How Well Do You Know Your Massage Therapist?
Besides the obvious horrors the recent arrest of Radovan Karadzic dredged up, it was really freaky to find out that the Butcher of Bosnia, murderer of a reported 8,000 men and boys, has apparently for years been practicing complementary medicine in Belgrade under the pseudonym Dragan Dabic.
Among the many questions that popped into my mind: How well do I really know my massage therapist?
If, in fact, I had a massage therapist, I'm pretty sure she would have committed no crimes, let alone the kind of ghastly atrocities attributed to Karadzic. But there are tons of people practicing alternative and complementary medicine in the United States. How do we know if they're all on the up-and-up?
The short answer? We don't.
Whereas physicians practicing traditional Western medicine have to be trained and licensed and are subject to oversight by state medical boards, complementary and alternative medicine (CAM) practitioners in many fields of expertise can pretty much just hang out a shingle and start working with patients. Nor is there any overarching regulatory body with which to check a CAM practitioner's record and credentials.

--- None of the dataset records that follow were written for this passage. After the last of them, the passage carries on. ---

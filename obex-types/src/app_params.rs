//! PBAP application-parameter tags and the bitmasks they carry.
//!
//! Application parameters are a nested TLV format (1-byte tag, 1-byte
//! length, value) transported inside the `ApplicationParameters` OBEX
//! header. The tags here are the closed set defined by PBAP 1.2, 6.2.1.

#[cfg(feature = "arbitrary")]
use arbitrary::Arbitrary;
#[cfg(feature = "serde")]
use serde::{Deserialize, Serialize};

/// Length of the `DatabaseIdentifier` value.
pub const DATABASE_IDENTIFIER_LEN: usize = 16;

/// Length of the `PrimaryFolderVersion` / `SecondaryFolderVersion` values.
pub const FOLDER_VERSION_LEN: usize = 16;

/// A PBAP application-parameter tag.
#[cfg_attr(feature = "arbitrary", derive(Arbitrary))]
#[cfg_attr(feature = "serde", derive(Serialize, Deserialize))]
#[derive(Clone, Copy, Debug, Eq, Hash, PartialEq)]
pub enum AppParamTag {
    /// u8: 0 = indexed, 1 = alphanumerical, 2 = phonetical.
    Order,
    /// UTF-8 text to match against the search property.
    SearchValue,
    /// u8: 0 = name, 1 = number, 2 = sound.
    SearchProperty,
    /// u16; 0 turns the request into a size query.
    MaxListCount,
    /// u16 offset into the listing.
    ListStartOffset,
    /// u64 property mask; only the low 32 bits are defined.
    PropertySelector,
    /// u8 vCard format, see [`VCardFormat`].
    Format,
    /// u16, response only.
    PhonebookSize,
    /// u16, response only.
    NewMissedCalls,
    /// 16 bytes, response only.
    PrimaryFolderVersion,
    /// 16 bytes, response only.
    SecondaryFolderVersion,
    /// u64 selector mask; only the low 32 bits are defined.
    VCardSelector,
    /// 16 bytes, response only.
    DatabaseIdentifier,
    /// u8: 0 = OR, 1 = AND.
    VCardSelectorOperator,
    /// u8: 1 requests the new-missed-calls counter be reset.
    ResetNewMissedCalls,
    /// u32 feature bitmask, CONNECT request only.
    PbapSupportedFeatures,
    Other(u8),
}

impl AppParamTag {
    pub fn parse(byte: u8) -> Self {
        match byte {
            0x01 => Self::Order,
            0x02 => Self::SearchValue,
            0x03 => Self::SearchProperty,
            0x04 => Self::MaxListCount,
            0x05 => Self::ListStartOffset,
            0x06 => Self::PropertySelector,
            0x07 => Self::Format,
            0x08 => Self::PhonebookSize,
            0x09 => Self::NewMissedCalls,
            0x0a => Self::PrimaryFolderVersion,
            0x0b => Self::SecondaryFolderVersion,
            0x0c => Self::VCardSelector,
            0x0d => Self::DatabaseIdentifier,
            0x0e => Self::VCardSelectorOperator,
            0x0f => Self::ResetNewMissedCalls,
            0x10 => Self::PbapSupportedFeatures,
            other => Self::Other(other),
        }
    }

    pub fn value(&self) -> u8 {
        match self {
            Self::Order => 0x01,
            Self::SearchValue => 0x02,
            Self::SearchProperty => 0x03,
            Self::MaxListCount => 0x04,
            Self::ListStartOffset => 0x05,
            Self::PropertySelector => 0x06,
            Self::Format => 0x07,
            Self::PhonebookSize => 0x08,
            Self::NewMissedCalls => 0x09,
            Self::PrimaryFolderVersion => 0x0a,
            Self::SecondaryFolderVersion => 0x0b,
            Self::VCardSelector => 0x0c,
            Self::DatabaseIdentifier => 0x0d,
            Self::VCardSelectorOperator => 0x0e,
            Self::ResetNewMissedCalls => 0x0f,
            Self::PbapSupportedFeatures => 0x10,
            Self::Other(other) => *other,
        }
    }
}

/// Requested vCard format.
#[cfg_attr(feature = "arbitrary", derive(Arbitrary))]
#[cfg_attr(feature = "serde", derive(Serialize, Deserialize))]
#[derive(Clone, Copy, Debug, Default, Eq, Hash, PartialEq)]
pub enum VCardFormat {
    #[default]
    V21,
    V30,
    Other(u8),
}

impl VCardFormat {
    pub fn parse(byte: u8) -> Self {
        match byte {
            0x00 => Self::V21,
            0x01 => Self::V30,
            other => Self::Other(other),
        }
    }

    pub fn value(&self) -> u8 {
        match self {
            Self::V21 => 0x00,
            Self::V30 => 0x01,
            Self::Other(other) => *other,
        }
    }
}

/// PBAP supported-features bits (SDP attribute and CONNECT parameter).
pub mod supported_features {
    pub const DOWNLOAD: u32 = 1 << 0;
    pub const BROWSING: u32 = 1 << 1;
    pub const DATABASE_IDENTIFIER: u32 = 1 << 2;
    pub const FOLDER_VERSION_COUNTERS: u32 = 1 << 3;
    pub const VCARD_SELECTING: u32 = 1 << 4;
    pub const ENHANCED_MISSED_CALLS: u32 = 1 << 5;
    pub const X_BT_UCI_VCARD_PROPERTY: u32 = 1 << 6;
    pub const X_BT_UID_VCARD_PROPERTY: u32 = 1 << 7;
    pub const CONTACT_REFERENCING: u32 = 1 << 8;
    pub const DEFAULT_CONTACT_IMAGE_FORMAT: u32 = 1 << 9;
}

/// vCard property bits, used by `PropertySelector` and `VCardSelector`.
pub mod property_mask {
    pub const VERSION: u32 = 1 << 0;
    pub const FN: u32 = 1 << 1;
    pub const N: u32 = 1 << 2;
    pub const PHOTO: u32 = 1 << 3;
    pub const BDAY: u32 = 1 << 4;
    pub const ADR: u32 = 1 << 5;
    pub const LABEL: u32 = 1 << 6;
    pub const TEL: u32 = 1 << 7;
    pub const EMAIL: u32 = 1 << 8;
    pub const MAILER: u32 = 1 << 9;
    pub const TZ: u32 = 1 << 10;
    pub const GEO: u32 = 1 << 11;
    pub const TITLE: u32 = 1 << 12;
    pub const ROLE: u32 = 1 << 13;
    pub const LOGO: u32 = 1 << 14;
    pub const AGENT: u32 = 1 << 15;
    pub const ORG: u32 = 1 << 16;
    pub const NOTE: u32 = 1 << 17;
    pub const REV: u32 = 1 << 18;
    pub const SOUND: u32 = 1 << 19;
    pub const URL: u32 = 1 << 20;
    pub const UID: u32 = 1 << 21;
    pub const KEY: u32 = 1 << 22;
    pub const NICKNAME: u32 = 1 << 23;
    pub const CATEGORIES: u32 = 1 << 24;
    pub const PROID: u32 = 1 << 25;
    pub const CLASS: u32 = 1 << 26;
    pub const SORT_STRING: u32 = 1 << 27;
    pub const X_IRMC_CALL_DATETIME: u32 = 1 << 28;
    pub const X_BT_SPEEDDIALKEY: u32 = 1 << 29;
    pub const X_BT_UCI: u32 = 1 << 30;
    pub const X_BT_UID: u32 = 1 << 31;
}
#[cfg(test)]
mod tests {
    use proptest::prelude::*;

    use super::*;

    fn collect(parser: &mut ObexParser, data: &[u8]) -> (ObjectState, Vec<(HeaderId, u16, u16, Vec<u8>)>) {
        let mut chunks = Vec::new();
        let state = parser.process_data(data, &mut |chunk| {
            chunks.push((chunk.id, chunk.total_len, chunk.offset, chunk.data.to_vec()));
        });
        (state, chunks)
    }

    /// GET final, type "text/x-vcard\0", empty name.
    fn sample_get() -> Vec<u8> {
        let mut packet = vec![0x83, 0x00, 0x00];
        packet.push(0x01); // Name, empty
        packet.extend_from_slice(&[0x00, 0x03]);
        packet.push(0x42); // Type
        let type_value = b"text/x-vcard\0";
        packet.extend_from_slice(&(type_value.len() as u16 + 3).to_be_bytes());
        packet.extend_from_slice(type_value);
        let len = packet.len() as u16;
        packet[1..3].copy_from_slice(&len.to_be_bytes());
        packet
    }

    #[test]
    fn connect_request_without_headers() {
        let mut parser = ObexParser::for_request();
        let (state, chunks) = collect(&mut parser, &[0x80, 0x00, 0x07, 0x14, 0x00, 0x20, 0x00]);
        assert_eq!(state, ObjectState::Complete);
        assert!(chunks.is_empty());
        let info = parser.operation_info();
        assert_eq!(info.opcode, Opcode::Connect);
        assert!(info.final_bit);
        assert_eq!(info.max_packet_length, 0x2000);
    }

    #[test]
    fn get_request_headers_in_one_packet() {
        let packet = sample_get();
        let mut parser = ObexParser::for_request();
        let (state, chunks) = collect(&mut parser, &packet);
        assert_eq!(state, ObjectState::Complete);
        assert_eq!(chunks.len(), 2);
        assert_eq!(chunks[0].0, HeaderId::Name);
        assert_eq!(chunks[0].1, 0);
        assert!(chunks[0].3.is_empty());
        assert_eq!(chunks[1].0, HeaderId::Type);
        assert_eq!(chunks[1].3, b"text/x-vcard\0");
    }

    #[test]
    fn single_byte_and_four_byte_headers() {
        // SRM enable + ConnectionId 0x00000007
        let packet = [
            0x83, 0x00, 0x0a, 0x97, 0x01, 0xcb, 0x00, 0x00, 0x00, 0x07,
        ];
        let mut parser = ObexParser::for_request();
        let (state, chunks) = collect(&mut parser, &packet);
        assert_eq!(state, ObjectState::Complete);
        assert_eq!(chunks[0].0, HeaderId::SingleResponseMode);
        assert_eq!(chunks[0].3, [0x01]);
        assert_eq!(chunks[1].0, HeaderId::ConnectionId);
        assert_eq!(chunks[1].1, 4);
        assert_eq!(chunks[1].3, [0x00, 0x00, 0x00, 0x07]);
    }

    #[test]
    fn header_longer_than_object_is_an_error() {
        // Object claims 30 bytes total, sole header claims 40.
        let mut packet = vec![0x83, 0x00, 30];
        packet.push(0x42);
        packet.extend_from_slice(&40u16.to_be_bytes());
        packet.extend_from_slice(&[0u8; 26]);
        let mut parser = ObexParser::for_request();
        let (state, _) = collect(&mut parser, &packet);
        assert_eq!(state, ObjectState::Error);
    }

    #[test]
    fn string_header_length_below_prefix_is_an_error() {
        let packet = [0x83, 0x00, 0x06, 0x01, 0x00, 0x02];
        let mut parser = ObexParser::for_request();
        let (state, _) = collect(&mut parser, &packet);
        assert_eq!(state, ObjectState::Error);
    }

    #[test]
    fn object_length_below_prefix_is_an_error() {
        let mut parser = ObexParser::for_request();
        let (state, _) = collect(&mut parser, &[0x83, 0x00, 0x02]);
        assert_eq!(state, ObjectState::Error);
    }

    #[test]
    fn trailing_bytes_are_an_error() {
        let mut packet = sample_get();
        packet.push(0x00);
        let mut parser = ObexParser::for_request();
        let (state, _) = collect(&mut parser, &packet);
        assert_eq!(state, ObjectState::Error);
    }

    #[test]
    fn response_to_connect_carries_fields() {
        let packet = [0xa0, 0x00, 0x0c, 0x14, 0x00, 0xff, 0xff, 0xcb, 0x00, 0x00, 0x12, 0x34];
        let mut parser = ObexParser::for_response(Opcode::Connect);
        let (state, chunks) = collect(&mut parser, &packet);
        assert_eq!(state, ObjectState::Complete);
        let info = parser.operation_info();
        assert_eq!(info.response_code, ResponseCode::Success);
        assert_eq!(info.max_packet_length, 0xffff);
        assert_eq!(chunks[0].0, HeaderId::ConnectionId);
        assert_eq!(chunks[0].3, [0x00, 0x00, 0x12, 0x34]);
    }

    #[test]
    fn resumes_across_every_split_point() {
        let packet = sample_get();
        for split in 0..packet.len() {
            let mut parser = ObexParser::for_request();
            let mut chunks: Vec<(HeaderId, u16, u16, Vec<u8>)> = Vec::new();
            let mut push = |chunk: HeaderChunk<'_>| {
                chunks.push((chunk.id, chunk.total_len, chunk.offset, chunk.data.to_vec()));
            };
            let first = parser.process_data(&packet[..split], &mut push);
            assert_ne!(first, ObjectState::Error);
            let second = parser.process_data(&packet[split..], &mut push);
            assert_eq!(second, ObjectState::Complete);

            // Chunk coverage: per header, offsets are contiguous from 0 and
            // the chunks sum to the declared payload length.
            let mut type_payload = Vec::new();
            for (id, total, offset, data) in &chunks {
                if *id == HeaderId::Type {
                    assert_eq!(usize::from(*offset), type_payload.len());
                    type_payload.extend_from_slice(data);
                    assert_eq!(*total, 16 - 3);
                }
            }
            assert_eq!(type_payload, b"text/x-vcard\0");
        }
    }

    #[test]
    fn store_header_chunks() {
        let mut buffer = [0u8; 4];
        assert_eq!(
            store_chunk(&mut buffer, 4, 0, &[0xde, 0xad]),
            StoreState::InProgress
        );
        assert_eq!(
            store_chunk(&mut buffer, 4, 2, &[0xbe, 0xef]),
            StoreState::Complete
        );
        assert_eq!(buffer, [0xde, 0xad, 0xbe, 0xef]);

        let mut small = [0u8; 2];
        assert_eq!(store_chunk(&mut small, 4, 0, &[1, 2, 3, 4]), StoreState::Overrun);
    }

    proptest! {
        /// Frame conservation: payload lengths reported by the callbacks
        /// plus prefix and header framing bytes equal the declared length.
        #[test]
        fn frame_conservation(body in proptest::collection::vec(any::<u8>(), 0..64), split in 0usize..128) {
            let mut packet = vec![0x02, 0x00, 0x00];
            packet.push(0x48); // Body
            packet.extend_from_slice(&(body.len() as u16 + 3).to_be_bytes());
            packet.extend_from_slice(&body);
            packet.push(0xc3); // Length
            packet.extend_from_slice(&(body.len() as u32).to_be_bytes());
            let total = packet.len() as u16;
            packet[1..3].copy_from_slice(&total.to_be_bytes());

            let split = split.min(packet.len());
            let mut parser = ObexParser::for_request();
            let mut payload_sum = 0usize;
            let mut framing = 0usize;
            let mut seen = std::collections::HashSet::new();
            let mut cb = |chunk: HeaderChunk<'_>| {
                payload_sum += chunk.data.len();
                if seen.insert(chunk.id.value()) {
                    framing += match chunk.id.encoding() {
                        HeaderEncoding::UnicodeText | HeaderEncoding::ByteSequence => 3,
                        HeaderEncoding::SingleByte | HeaderEncoding::FourBytes => 1,
                    };
                }
            };
            prop_assert_ne!(parser.process_data(&packet[..split], &mut cb), ObjectState::Error);
            prop_assert_eq!(parser.process_data(&packet[split..], &mut cb), ObjectState::Complete);
            prop_assert_eq!(PREFIX_LEN + framing + payload_sum, usize::from(total));
        }
    }
}
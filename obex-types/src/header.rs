//! OBEX header ids, their length encodings, and Single Response Mode values.

#[cfg(feature = "arbitrary")]
use arbitrary::Arbitrary;
#[cfg(feature = "serde")]
use serde::{Deserialize, Serialize};

/// An OBEX header id.
///
/// The top two bits of the id select the payload framing, see
/// [`HeaderId::encoding`]. Ids not defined by OBEX 1.5 are passed through
/// as [`HeaderId::Other`]; policy for unknown headers belongs to the
/// operation state machines, not the parser.
#[cfg_attr(feature = "arbitrary", derive(Arbitrary))]
#[cfg_attr(feature = "serde", derive(Serialize, Deserialize))]
#[derive(Clone, Copy, Debug, Eq, Hash, PartialEq)]
pub enum HeaderId {
    /// Object name, UTF-16 big-endian on the wire.
    Name,
    /// Object type, ASCII with terminating NUL.
    Type,
    /// Object length in bytes.
    Length,
    /// Service UUID the client wants to reach (CONNECT request).
    Target,
    /// Service UUID answering a directed CONNECT (CONNECT response).
    Who,
    /// Connection id assigned by the server on CONNECT.
    ConnectionId,
    /// Nested TLV parameters, used by PBAP.
    ApplicationParameters,
    AuthenticationChallenge,
    AuthenticationResponse,
    /// A chunk of the object.
    Body,
    /// The last chunk of the object.
    EndOfBody,
    SingleResponseMode,
    SingleResponseModeParameter,
    Other(u8),
}

/// Payload framing of a header, from the top two bits of its id.
#[cfg_attr(feature = "arbitrary", derive(Arbitrary))]
#[cfg_attr(feature = "serde", derive(Serialize, Deserialize))]
#[derive(Clone, Copy, Debug, Eq, Hash, PartialEq)]
pub enum HeaderEncoding {
    /// `0b00`: 2-byte big-endian length (including the 3 prefix bytes),
    /// then UTF-16 text.
    UnicodeText,
    /// `0b01`: 2-byte big-endian length (including the 3 prefix bytes),
    /// then raw bytes.
    ByteSequence,
    /// `0b10`: exactly one payload byte.
    SingleByte,
    /// `0b11`: exactly four payload bytes, big-endian.
    FourBytes,
}

impl HeaderId {
    pub fn parse(byte: u8) -> Self {
        match byte {
            0x01 => Self::Name,
            0x42 => Self::Type,
            0xc3 => Self::Length,
            0x46 => Self::Target,
            0x4a => Self::Who,
            0xcb => Self::ConnectionId,
            0x4c => Self::ApplicationParameters,
            0x4d => Self::AuthenticationChallenge,
            0x4e => Self::AuthenticationResponse,
            0x48 => Self::Body,
            0x49 => Self::EndOfBody,
            0x97 => Self::SingleResponseMode,
            0x98 => Self::SingleResponseModeParameter,
            other => Self::Other(other),
        }
    }

    pub fn value(&self) -> u8 {
        match self {
            Self::Name => 0x01,
            Self::Type => 0x42,
            Self::Length => 0xc3,
            Self::Target => 0x46,
            Self::Who => 0x4a,
            Self::ConnectionId => 0xcb,
            Self::ApplicationParameters => 0x4c,
            Self::AuthenticationChallenge => 0x4d,
            Self::AuthenticationResponse => 0x4e,
            Self::Body => 0x48,
            Self::EndOfBody => 0x49,
            Self::SingleResponseMode => 0x97,
            Self::SingleResponseModeParameter => 0x98,
            Self::Other(other) => *other,
        }
    }

    pub fn encoding(&self) -> HeaderEncoding {
        match self.value() >> 6 {
            0b00 => HeaderEncoding::UnicodeText,
            0b01 => HeaderEncoding::ByteSequence,
            0b10 => HeaderEncoding::SingleByte,
            _ => HeaderEncoding::FourBytes,
        }
    }
}

/// Value of the `SingleResponseMode` header.
#[cfg_attr(feature = "arbitrary", derive(Arbitrary))]
#[cfg_attr(feature = "serde", derive(Serialize, Deserialize))]
#[derive(Clone, Copy, Debug, Eq, Hash, PartialEq)]
pub enum SrmValue {
    Disable,
    Enable,
    Indicate,
    Other(u8),
}

impl SrmValue {
    pub fn parse(byte: u8) -> Self {
        match byte {
            0x00 => Self::Disable,
            0x01 => Self::Enable,
            0x02 => Self::Indicate,
            other => Self::Other(other),
        }
    }

    pub fn value(&self) -> u8 {
        match self {
            Self::Disable => 0x00,
            Self::Enable => 0x01,
            Self::Indicate => 0x02,
            Self::Other(other) => *other,
        }
    }
}

/// Value of the `SingleResponseModeParameter` header.
#[cfg_attr(feature = "arbitrary", derive(Arbitrary))]
#[cfg_attr(feature = "serde", derive(Serialize, Deserialize))]
#[derive(Clone, Copy, Debug, Eq, Hash, PartialEq)]
pub enum SrmpValue {
    Next,
    Wait,
    NextWait,
    Other(u8),
}

impl SrmpValue {
    pub fn parse(byte: u8) -> Self {
        match byte {
            0x00 => Self::Next,
            0x01 => Self::Wait,
            0x02 => Self::NextWait,
            other => Self::Other(other),
        }
    }

    pub fn value(&self) -> u8 {
        match self {
            Self::Next => 0x00,
            Self::Wait => 0x01,
            Self::NextWait => 0x02,
            Self::Other(other) => *other,
        }
    }
}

None of this is to suggest that CAM practitioners are inherently less likely to be good citizens than traditional MDs; nor am I suggesting that every credentialed MD is a saint. All I'm saying is that, in light of the lack of comprehensive oversight, entering into a relationship with a CAM practitioner may warrant an extra dose of diligence.
Michael H. Cohen, Assistant Professor of Health Law and Policy at the Harvard School of Public Health and co-author of this article about CAM credentials, told me yesterday that "The world is basically divided into two groups: MDs and Everyone Else." The latter category, he explained, includes allied health professionals -- such as occupational therapists and physical therapists -- and CAM practitioners. The realm of CAM is further divided between licensed and unlicensed practitioners.
Checking a licensed CAM practitioner's credentials and performance is similar to checking an MD's, Cohen says. Your state regulatory board, like a state medical board, likely has a Web site on which you can look up a practitioner's name to see whether he has an active license and whether disciplinary action's been taken against him. Some will include a database listing malpractice claims, too.
An unlicensed practitioner may still be registered with the state; checking that listing might provide useful information. If your practitioner claims to be "certified," find out what organization issued the certification and, if possible, check with that organization.
Requirements for licensure vary by type of CAM practice and by state. For some CAM therapies, licensure is required in some states and not in others. For other therapies, there are no formal requirements for practice. You may want to contact a nearby hospital, medical school, health licensing authority, or state medical board for CAM credential and license requirements in your state.
The Directory of Health Organizations lists professional organizations that outline standards of practice for certain CAM therapies and may offer information about the type of training required for a license. Search for the therapy or type of practitioner to find organizations that may be able to assist you.